The offering of the common stock was made pursuant to the Registration Statement on Form S-3 (File No. 333-176887), the prospectus declared effective September 28, 2011, and the related prospectus supplement dated March 19, 2012.

The Underwriting Agreement contains customary representations, warranties, covenants and agreements by the Company, customary conditions to closing, indemnification obligations of the Company and the Underwriters, including for liabilities under the Securities Act of 1933, as amended, other obligations of the parties and termination provisions. The foregoing description of the Underwriting Agreement does not purport to be complete and is qualified in its entirety by reference to the full text, a copy of which is attached hereto as Exhibit 1.1 and is incorporated herein by reference.

 

Item 8.01 Other Events.

Amerigon filed a shelf registration statement on Form S-3 (File No. 333-176887) (the “Registration Statement”) including an accompanying prospectus (the “Base Prospectus”) with the Securities and Exchange Commission (the “SEC”) on September 16, 2011. The Registration Statement was declared effective by the SEC on September 28, 2011. Amerigon filed a prospectus supplement to the Base Prospectus with the SEC on March 19, 2012 (the “Prospectus Supplement”).

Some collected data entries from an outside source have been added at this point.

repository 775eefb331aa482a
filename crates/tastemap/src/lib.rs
pub mod config;
pub mod error;
pub mod moderation;
pub mod newsletter;
pub mod store;
pub mod telemetry;
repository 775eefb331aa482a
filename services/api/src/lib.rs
mod cli;
mod demo;
mod infra;
mod routes;
mod server;

use tastemap::error::AppError;

pub async fn run() -> Result<(), AppError> {
    cli::run().await
}
//! Moderation of restaurant submissions and reviews.
//!
//! Records enter as `pending`; administrators move them between `pending`,
//! `approved` and `rejected` or delete them. Only `approved` records reach the
//! public catalogue.

pub mod domain;
pub mod gate;
pub mod repository;
pub mod router;
pub mod service;
pub mod validation;

#[cfg(test)]
mod tests;

pub use domain::{
    DashboardStats, NewRestaurant, NewReview, PhotoDescriptor, PublicRestaurant, PublicReview,
    RestaurantSubmission, Review, StatusCounts, StatusFilter, SubmissionId, SubmissionKind,
    SubmissionStatus, UnknownStatus,
};
pub use gate::{AdminGate, RequestContext, StaticTokenGate};
pub use repository::{StoreError, SubmissionStore};
pub use router::{moderation_router, stats_router};
pub use service::{ModerationError, ModerationService};
pub use validation::ValidationError;
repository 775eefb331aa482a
mod common;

In connection with the Registration Statement and the filing of the Prospectus Supplement, this Current Report on Form 8-K is being filed to update the opinion letter of Honigman Miller Schwartz and Cohn LLP filed as Exhibit 5.1 to the Registration Statement relating to the legality of the issuance and sale of the securities to be offered and sold under the Registration Statement (a copy the opinion letter of Honigman Miller Schwartz and Cohn LLP is attached to this Current Report on Form 8-K as Exhibit 5.1).

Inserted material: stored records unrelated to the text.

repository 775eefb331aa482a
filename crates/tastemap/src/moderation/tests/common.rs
use std::sync::Arc;

use async_trait::async_trait;
use axum::body::Body;
use axum::http::{header, Method, Request};
use axum::response::Response;
use serde_json::Value;

use crate::moderation::domain::{
    NewRestaurant, NewReview, PhotoDescriptor, RestaurantSubmission, Review, StatusCounts,
    StatusFilter, SubmissionId, SubmissionKind, SubmissionStatus,
};
use crate::moderation::gate::{RequestContext, StaticTokenGate};
use crate::moderation::repository::{StoreError, SubmissionStore};
use crate::moderation::service::ModerationService;
use crate::newsletter::{NewSubscriber, Subscriber, SubscriberStore};
use crate::store::InMemoryStore;

pub(super) const ADMIN_TOKEN: &str = "moderator-secret-token";

pub(super) type TestService = ModerationService<InMemoryStore, StaticTokenGate>;

pub(super) fn build_service() -> (TestService, Arc<InMemoryStore>) {
    let store = Arc::new(InMemoryStore::new());
    let gate = Arc::new(StaticTokenGate::new(Some(ADMIN_TOKEN.to_string())));
    (ModerationService::new(store.clone(), gate), store)
}

pub(super) fn admin() -> RequestContext {
    RequestContext::with_token(ADMIN_TOKEN)
}

pub(super) fn restaurant(name: &str) -> NewRestaurant {
    NewRestaurant {
        name: name.to_string(),
        address: "412 Main St".to_string(),
        city: "Franklin".to_string(),
        county: "Williamson".to_string(),
        cuisine: "Barbecue".to_string(),
        phone: Some("615-555-0142".to_string()),
        price_range: Some("$$".to_string()),
        amenities: vec!["Outdoor seating".to_string(), "Parking".to_string()],
        ..NewRestaurant::default()
    }
}

pub(super) fn review(restaurant_id: i64, reviewer: &str, rating: i32) -> NewReview {
    NewReview {
        restaurant_id,
        reviewer_name: reviewer.to_string(),
        rating,
        review_text: "Brisket was worth the line.".to_string(),
        visit_date: "2024-05-18".to_string(),
        photos: vec![PhotoDescriptor {
            id: "1716000000000".to_string(),
            name: "plate.jpg".to_string(),
            preview: "data:image/jpeg;base64,AAAA".to_string(),
        }],
    }
}

pub(super) fn admin_request(method: Method, uri: &str, body: Option<Value>) -> Request<Body> {
    let builder = Request::builder()
        .method(method)
        .uri(uri)
        .header(header::AUTHORIZATION, format!("Bearer {ADMIN_TOKEN}"));
    match body {
        Some(body) => builder
            .header(header::CONTENT_TYPE, "application/json")
            .body(Body::from(serde_json::to_vec(&body).expect("serialize body")))
            .expect("request builds"),
        None => builder.body(Body::empty()).expect("request builds"),
    }
}

pub(super) fn anonymous_request(method: Method, uri: &str, body: Option<Value>) -> Request<Body> {
    let builder = Request::builder().method(method).uri(uri);
    match body {
        Some(body) => builder
            .header(header::CONTENT_TYPE, "application/json")
            .body(Body::from(serde_json::to_vec(&body).expect("serialize body")))
            .expect("request builds"),
        None => builder.body(Body::empty()).expect("request builds"),
    }
}

pub(super) async fn read_json_body(response: Response) -> Value {
    let body = axum::body::to_bytes(response.into_body(), 64 * 1024)
        .await
        .expect("read body");
    serde_json::from_slice(&body).expect("json payload")
}

/// Store whose every call fails as if the database were offline.
pub(super) struct UnavailableStore;

fn offline<T>() -> Result<T, StoreError> {
    Err(StoreError::Unavailable("database offline".to_string()))
}

#[async_trait]
impl SubmissionStore for UnavailableStore {
    async fn create_restaurant(
        &self,
        _restaurant: NewRestaurant,
    ) -> Result<RestaurantSubmission, StoreError> {
        offline()
    }

    async fn create_review(&self, _review: NewReview) -> Result<Review, StoreError> {
        offline()
    }

    async fn list_restaurants(
        &self,
        _filter: StatusFilter,
    ) -> Result<Vec<RestaurantSubmission>, StoreError> {
        offline()
    }

    async fn list_reviews(&self, _filter: StatusFilter) -> Result<Vec<Review>, StoreError> {
        offline()
    }

    async fn get_restaurant(&self, _id: SubmissionId) -> Result<RestaurantSubmission, StoreError> {
        offline()
    }

    async fn get_review(&self, _id: SubmissionId) -> Result<Review, StoreError> {
        offline()
    }

    async fn update_status(
        &self,
        _kind: SubmissionKind,
        _id: SubmissionId,
        _status: SubmissionStatus,
    ) -> Result<(), StoreError> {
        offline()
    }

    async fn delete(&self, _kind: SubmissionKind, _id: SubmissionId) -> Result<(), StoreError> {
        offline()
    }

    async fn status_counts(&self, _kind: SubmissionKind) -> Result<StatusCounts, StoreError> {
        offline()
    }
}

#[async_trait]
impl SubscriberStore for UnavailableStore {
    async fn create_subscriber(&self, _subscriber: NewSubscriber) -> Result<Subscriber, StoreError> {
        offline()
    }

    async fn list_subscribers(&self) -> Result<Vec<Subscriber>, StoreError> {
        offline()
    }

    async fn delete_subscriber(&self, _id: i64) -> Result<(), StoreError> {
        offline()
    }

    async fn subscriber_count(&self) -> Result<u64, StoreError> {
        offline()
    }
}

On March 20, 2012, the Company issued a press release announcing the terms of the offering. A copy of such press release is attached hereto as Exhibit 99.1 and is incorporated by reference herein.

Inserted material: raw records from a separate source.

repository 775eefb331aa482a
use std::sync::Arc;

use axum::{
    extract::{
        rejection::{JsonRejection, PathRejection, QueryRejection},
        Path, Query, State,
    },
    http::{HeaderMap, StatusCode},
    response::{IntoResponse, Response},
    routing::{get, post},
    Json, Router,
};
use serde::Deserialize;
use serde_json::json;
use tracing::error;

use super::domain::{
    NewRestaurant, NewReview, StatusFilter, SubmissionId, SubmissionKind, SubmissionStatus,
};
use super::gate::{AdminGate, RequestContext};
use super::repository::SubmissionStore;
use super::service::{ModerationError, ModerationService};
use super::validation::ValidationError;
use crate::newsletter::SubscriberStore;

type SharedService<S, G> = Arc<ModerationService<S, G>>;

/// Router builder exposing the public catalogue and the admin moderation API.
pub fn moderation_router<S, G>(service: SharedService<S, G>) -> Router
where
    S: SubmissionStore + 'static,
    G: AdminGate + 'static,
{
    Router::new()
        .route("/api/restaurants/submit", post(submit_restaurant::<S, G>))
        .route("/api/restaurants/approved", get(approved_restaurants::<S, G>))
        .route("/api/reviews/submit", post(submit_review::<S, G>))
        .route("/api/reviews/approved", get(approved_reviews::<S, G>))
        .route(
            "/api/admin/restaurant-submissions",
            get(admin_restaurants::<S, G>),
        )
        .route(
            "/api/admin/restaurant-submissions/:id",
            get(admin_restaurant::<S, G>)
                .put(update_restaurant_status::<S, G>)
                .delete(delete_restaurant::<S, G>),
        )
        .route(
            "/api/admin/restaurant-submissions/:id/approve",
            post(approve_restaurant::<S, G>),
        )
        .route(
            "/api/admin/restaurant-submissions/:id/reject",
            post(reject_restaurant::<S, G>),
        )
        .route("/api/admin/reviews", get(admin_reviews::<S, G>))
        .route(
            "/api/admin/reviews/:id",
            get(admin_review::<S, G>)
                .put(update_review_status::<S, G>)
                .delete(delete_review::<S, G>),
        )
        .route("/api/admin/reviews/:id/approve", post(approve_review::<S, G>))
        .route("/api/admin/reviews/:id/reject", post(reject_review::<S, G>))
        .with_state(service)
}

/// Dashboard counters; needs a store that also tracks newsletter subscribers.
pub fn stats_router<S, G>(service: SharedService<S, G>) -> Router
where
    S: SubmissionStore + SubscriberStore + 'static,
    G: AdminGate + 'static,
{
    Router::new()
        .route("/api/admin/stats", get(dashboard_stats::<S, G>))
        .with_state(service)
}

#[derive(Debug, Default, Deserialize)]
pub(crate) struct ListQuery {
    pub(crate) status: Option<String>,
}

impl ListQuery {
    fn filter(&self) -> Result<StatusFilter, ModerationError> {
        match &self.status {
            None => Ok(StatusFilter::All),
            Some(raw) => raw.parse::<StatusFilter>().map_err(|err| {
                ModerationError::from(ValidationError::InvalidStatus(err.to_string()))
            }),
        }
    }
}

#[derive(Debug, Default, Deserialize)]
pub(crate) struct ApprovedReviewsQuery {
    pub(crate) restaurant_id: Option<i64>,
}

#[derive(Debug, Deserialize)]
pub(crate) struct StatusUpdate {
    #[serde(default)]
    pub(crate) status: String,
}

type PathId = Result<Path<i64>, PathRejection>;

fn malformed(body_text: String) -> ModerationError {
    ModerationError::from(ValidationError::MalformedRequest(body_text))
}

fn path_id(id: PathId) -> Result<SubmissionId, ModerationError> {
    id.map(|Path(id)| SubmissionId(id))
        .map_err(|rejection| malformed(rejection.body_text()))
}

fn json_body<T>(payload: Result<Json<T>, JsonRejection>) -> Result<T, ModerationError> {
    payload
        .map(|Json(value)| value)
        .map_err(|rejection| malformed(rejection.body_text()))
}

fn list_filter(
    query: Result<Query<ListQuery>, QueryRejection>,
) -> Result<StatusFilter, ModerationError> {
    query
        .map_err(|rejection| malformed(rejection.body_text()))
        .and_then(|Query(query)| query.filter())
}

pub(crate) fn error_response(err: ModerationError) -> Response {
    let status = match &err {
        ModerationError::Validation(_) => StatusCode::BAD_REQUEST,
        ModerationError::NotFound { .. } => StatusCode::NOT_FOUND,
        ModerationError::Unauthorized => StatusCode::UNAUTHORIZED,
        ModerationError::Conflict => StatusCode::CONFLICT,
        ModerationError::Storage(detail) => {
            error!(%detail, "moderation storage failure");
            let payload = json!({ "error": "Database error" });
            return (StatusCode::INTERNAL_SERVER_ERROR, Json(payload)).into_response();
        }
    };

    let payload = json!({ "error": err.to_string() });
    (status, Json(payload)).into_response()
}

pub(crate) async fn submit_restaurant<S, G>(
    State(service): State<SharedService<S, G>>,
    payload: Result<Json<NewRestaurant>, JsonRejection>,
) -> Response
where
    S: SubmissionStore + 'static,
    G: AdminGate + 'static,
{
    let result = match json_body(payload) {
        Ok(restaurant) => service.submit_restaurant(restaurant).await,
        Err(err) => Err(err),
    };
    match result {
        Ok(stored) => {
            let payload = json!({
                "success": true,
                "message": "Restaurant submitted successfully! It will be reviewed and added to the directory.",
                "id": stored.id,
            });
            (StatusCode::OK, Json(payload)).into_response()
        }
        Err(err) => error_response(err),
    }
}

pub(crate) async fn submit_review<S, G>(
    State(service): State<SharedService<S, G>>,
    payload: Result<Json<NewReview>, JsonRejection>,
) -> Response
where
    S: SubmissionStore + 'static,
    G: AdminGate + 'static,
{
    let result = match json_body(payload) {
        Ok(review) => service.submit_review(review).await,
        Err(err) => Err(err),
    };
    match result {
        Ok(stored) => {
            let payload = json!({
                "success": true,
                "message": "Review submitted successfully! It will be reviewed before appearing on the site.",
                "id": stored.id,
            });
            (StatusCode::OK, Json(payload)).into_response()
        }
        Err(err) => error_response(err),
    }
}

pub(crate) async fn approved_restaurants<S, G>(
    State(service): State<SharedService<S, G>>,
) -> Response
where
    S: SubmissionStore + 'static,
    G: AdminGate + 'static,
{
    match service.public_restaurants().await {
        Ok(restaurants) => (StatusCode::OK, Json(restaurants)).into_response(),
        Err(err) => error_response(err),
    }
}

pub(crate) async fn approved_reviews<S, G>(
    State(service): State<SharedService<S, G>>,
    query: Result<Query<ApprovedReviewsQuery>, QueryRejection>,
) -> Response
where
    S: SubmissionStore + 'static,
    G: AdminGate + 'static,
{
    let result = match query {
        Ok(Query(query)) => service.public_reviews(query.restaurant_id).await,
        Err(rejection) => Err(malformed(rejection.body_text())),
    };
    match result {
        Ok(reviews) => (StatusCode::OK, Json(reviews)).into_response(),
        Err(err) => error_response(err),
    }
}

// Every admin handler checks the gate before looking at the path, query or
// body, so anonymous callers see 401 whatever they send.

pub(crate) async fn admin_restaurants<S, G>(
    State(service): State<SharedService<S, G>>,
    headers: HeaderMap,
    query: Result<Query<ListQuery>, QueryRejection>,
) -> Response
where
    S: SubmissionStore + 'static,
    G: AdminGate + 'static,
{
    let context = RequestContext::from_headers(&headers);
    let filter = service
        .authorize(&context, "list restaurants")
        .and_then(|()| list_filter(query));
    let result = match filter {
        Ok(filter) => service.admin_restaurants(&context, filter).await,
        Err(err) => Err(err),
    };
    match result {
        Ok(restaurants) => (StatusCode::OK, Json(restaurants)).into_response(),
        Err(err) => error_response(err),
    }
}

pub(crate) async fn admin_reviews<S, G>(
    State(service): State<SharedService<S, G>>,
    headers: HeaderMap,
    query: Result<Query<ListQuery>, QueryRejection>,
) -> Response
where
    S: SubmissionStore + 'static,
    G: AdminGate + 'static,
{
    let context = RequestContext::from_headers(&headers);
    let filter = service
        .authorize(&context, "list reviews")
        .and_then(|()| list_filter(query));
    let result = match filter {
        Ok(filter) => service.admin_reviews(&context, filter).await,
        Err(err) => Err(err),
    };
    match result {
        Ok(reviews) => (StatusCode::OK, Json(reviews)).into_response(),
        Err(err) => error_response(err),
    }
}

pub(crate) async fn admin_restaurant<S, G>(
    State(service): State<SharedService<S, G>>,
    headers: HeaderMap,
    id: PathId,
) -> Response
where
    S: SubmissionStore + 'static,
    G: AdminGate + 'static,
{
    let context = RequestContext::from_headers(&headers);
    let id = service
        .authorize(&context, "get restaurant")
        .and_then(|()| path_id(id));
    let result = match id {
        Ok(id) => service.admin_restaurant(&context, id).await,
        Err(err) => Err(err),
    };
    match result {
        Ok(restaurant) => (StatusCode::OK, Json(restaurant)).into_response(),
        Err(err) => error_response(err),
    }
}

pub(crate) async fn admin_review<S, G>(
    State(service): State<SharedService<S, G>>,
    headers: HeaderMap,
    id: PathId,
) -> Response
where
    S: SubmissionStore + 'static,
    G: AdminGate + 'static,
{
    let context = RequestContext::from_headers(&headers);
    let id = service
        .authorize(&context, "get review")
        .and_then(|()| path_id(id));
    let result = match id {
        Ok(id) => service.admin_review(&context, id).await,
        Err(err) => Err(err),
    };
    match result {
        Ok(review) => (StatusCode::OK, Json(review)).into_response(),
        Err(err) => error_response(err),
    }
}

async fn apply_status<S, G>(
    service: &ModerationService<S, G>,
    headers: &HeaderMap,
    kind: SubmissionKind,
    id: PathId,
    status: impl FnOnce() -> Result<SubmissionStatus, ModerationError>,
) -> Response
where
    S: SubmissionStore + 'static,
    G: AdminGate + 'static,
{
    let context = RequestContext::from_headers(headers);
    let target = service
        .authorize(&context, "update status")
        .and_then(|()| path_id(id))
        .and_then(|id| status().map(|status| (id, status)));
    let (id, status) = match target {
        Ok(target) => target,
        Err(err) => return error_response(err),
    };

    match service.set_status(&context, kind, id, status).await {
        Ok(()) => {
            let message = match kind {
                SubmissionKind::Restaurant => "Status updated successfully",
                SubmissionKind::Review => "Review status updated successfully",
            };
            let payload = json!({
                "success": true,
                "message": message,
                "id": id,
                "status": status,
            });
            (StatusCode::OK, Json(payload)).into_response()
        }
        Err(err) => error_response(err),
    }
}

fn parse_status(
    update: Result<Json<StatusUpdate>, JsonRejection>,
) -> Result<SubmissionStatus, ModerationError> {
    json_body(update)?
        .status
        .parse::<SubmissionStatus>()
        .map_err(|err| ModerationError::from(ValidationError::InvalidStatus(err.to_string())))
}

pub(crate) async fn update_restaurant_status<S, G>(
    State(service): State<SharedService<S, G>>,
    headers: HeaderMap,
    id: PathId,
    update: Result<Json<StatusUpdate>, JsonRejection>,
) -> Response
where
    S: SubmissionStore + 'static,
    G: AdminGate + 'static,
{
    let status = || parse_status(update);
    apply_status(&service, &headers, SubmissionKind::Restaurant, id, status).await
}

pub(crate) async fn update_review_status<S, G>(
    State(service): State<SharedService<S, G>>,
    headers: HeaderMap,
    id: PathId,
    update: Result<Json<StatusUpdate>, JsonRejection>,
) -> Response
where
    S: SubmissionStore + 'static,
    G: AdminGate + 'static,
{
    let status = || parse_status(update);
    apply_status(&service, &headers, SubmissionKind::Review, id, status).await
}

pub(crate) async fn approve_restaurant<S, G>(
    State(service): State<SharedService<S, G>>,
    headers: HeaderMap,
    id: PathId,
) -> Response
where
    S: SubmissionStore + 'static,
    G: AdminGate + 'static,
{
    let status = || Ok(SubmissionStatus::Approved);
    apply_status(&service, &headers, SubmissionKind::Restaurant, id, status).await
}

pub(crate) async fn reject_restaurant<S, G>(
    State(service): State<SharedService<S, G>>,
    headers: HeaderMap,
    id: PathId,
) -> Response
where
    S: SubmissionStore + 'static,
    G: AdminGate + 'static,
{
    let status = || Ok(SubmissionStatus::Rejected);
    apply_status(&service, &headers, SubmissionKind::Restaurant, id, status).await
}

pub(crate) async fn approve_review<S, G>(
    State(service): State<SharedService<S, G>>,
    headers: HeaderMap,
    id: PathId,
) -> Response
where
    S: SubmissionStore + 'static,
    G: AdminGate + 'static,
{
    let status = || Ok(SubmissionStatus::Approved);
    apply_status(&service, &headers, SubmissionKind::Review, id, status).await
}

pub(crate) async fn reject_review<S, G>(
    State(service): State<SharedService<S, G>>,
    headers: HeaderMap,
    id: PathId,
) -> Response
where
    S: SubmissionStore + 'static,
    G: AdminGate + 'static,
{
    let status = || Ok(SubmissionStatus::Rejected);
    apply_status(&service, &headers, SubmissionKind::Review, id, status).await
}

async fn remove<S, G>(
    service: &ModerationService<S, G>,
    headers: &HeaderMap,
    kind: SubmissionKind,
    id: PathId,
) -> Response
where
    S: SubmissionStore + 'static,
    G: AdminGate + 'static,
{
    let context = RequestContext::from_headers(headers);
    let id = match service
        .authorize(&context, "delete")
        .and_then(|()| path_id(id))
    {
        Ok(id) => id,
        Err(err) => return error_response(err),
    };

    match service.remove(&context, kind, id).await {
        Ok(()) => {
            let message = match kind {
                SubmissionKind::Restaurant => "Submission deleted successfully",
                SubmissionKind::Review => "Review deleted successfully",
            };
            let payload = json!({ "success": true, "message": message, "id": id });
            (StatusCode::OK, Json(payload)).into_response()
        }
        Err(err) => error_response(err),
    }
}

pub(crate) async fn delete_restaurant<S, G>(
    State(service): State<SharedService<S, G>>,
    headers: HeaderMap,
    id: PathId,
) -> Response
where
    S: SubmissionStore + 'static,
    G: AdminGate + 'static,
{
    remove(&service, &headers, SubmissionKind::Restaurant, id).await
}

pub(crate) async fn delete_review<S, G>(
    State(service): State<SharedService<S, G>>,
    headers: HeaderMap,
    id: PathId,
) -> Response
where
    S: SubmissionStore + 'static,
    G: AdminGate + 'static,
{
    remove(&service, &headers, SubmissionKind::Review, id).await
}

pub(crate) async fn dashboard_stats<S, G>(
    State(service): State<SharedService<S, G>>,
    headers: HeaderMap,
) -> Response
where
    S: SubmissionStore + SubscriberStore + 'static,
    G: AdminGate + 'static,
{
    let context = RequestContext::from_headers(&headers);
    match service.dashboard_stats(&context).await {
        Ok(stats) => (StatusCode::OK, Json(stats)).into_response(),
        Err(err) => error_response(err),
    }
}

Item 9.01 Financial Statements and Exhibits

 

Exhibit Number

  

Description

  1.1*    Underwriting Agreement, dated March 20, 2012, by and between Amerigon, Roth Capital Partners, LLC and Craig-Hallum Capital Group LLC.
  5.1*    Opinion Letter of Honigman Miller Schwartz and Cohn LLP as to the issuance and sale of the securities.
23.1*    Consent of Honigman Miller Schwartz and Cohn LLP (included in Exhibit 5.1).
99.1*    Press Release, dated March 20, 2012, entitled “Amerigon Prices Public Offering of Common Stock.”

 

* Filed herewith


SIGNATURES

Pursuant to the requirements of the Securities Exchange Act of 1934, the registrant has duly caused this report to be signed on its behalf by the undersigned hereunto duly authorized.

 

    AMERIGON INCORPORATED
Date: March 20, 2012   By:  

/s/ BARRY G. STEELE

 

Barry G. Steele,

Chief Financial Officer


EXHIBIT INDEX

 

Exhibit Number

  

Description

  1.1*    Underwriting Agreement, dated March 20, 2012, by and between Amerigon and Roth Capital Partners, LLC.
  5.1*    Opinion Letter of Honigman Miller Schwartz and Cohn LLP as to the issuance and sale of the securities
23.1*    Consent of Honigman Miller Schwartz and Cohn LLP (included in Exhibit 5.1)
99.1*    Press Release, dated March 20, 2012, entitled “Amerigon Prices Public Offering of Common Stock.”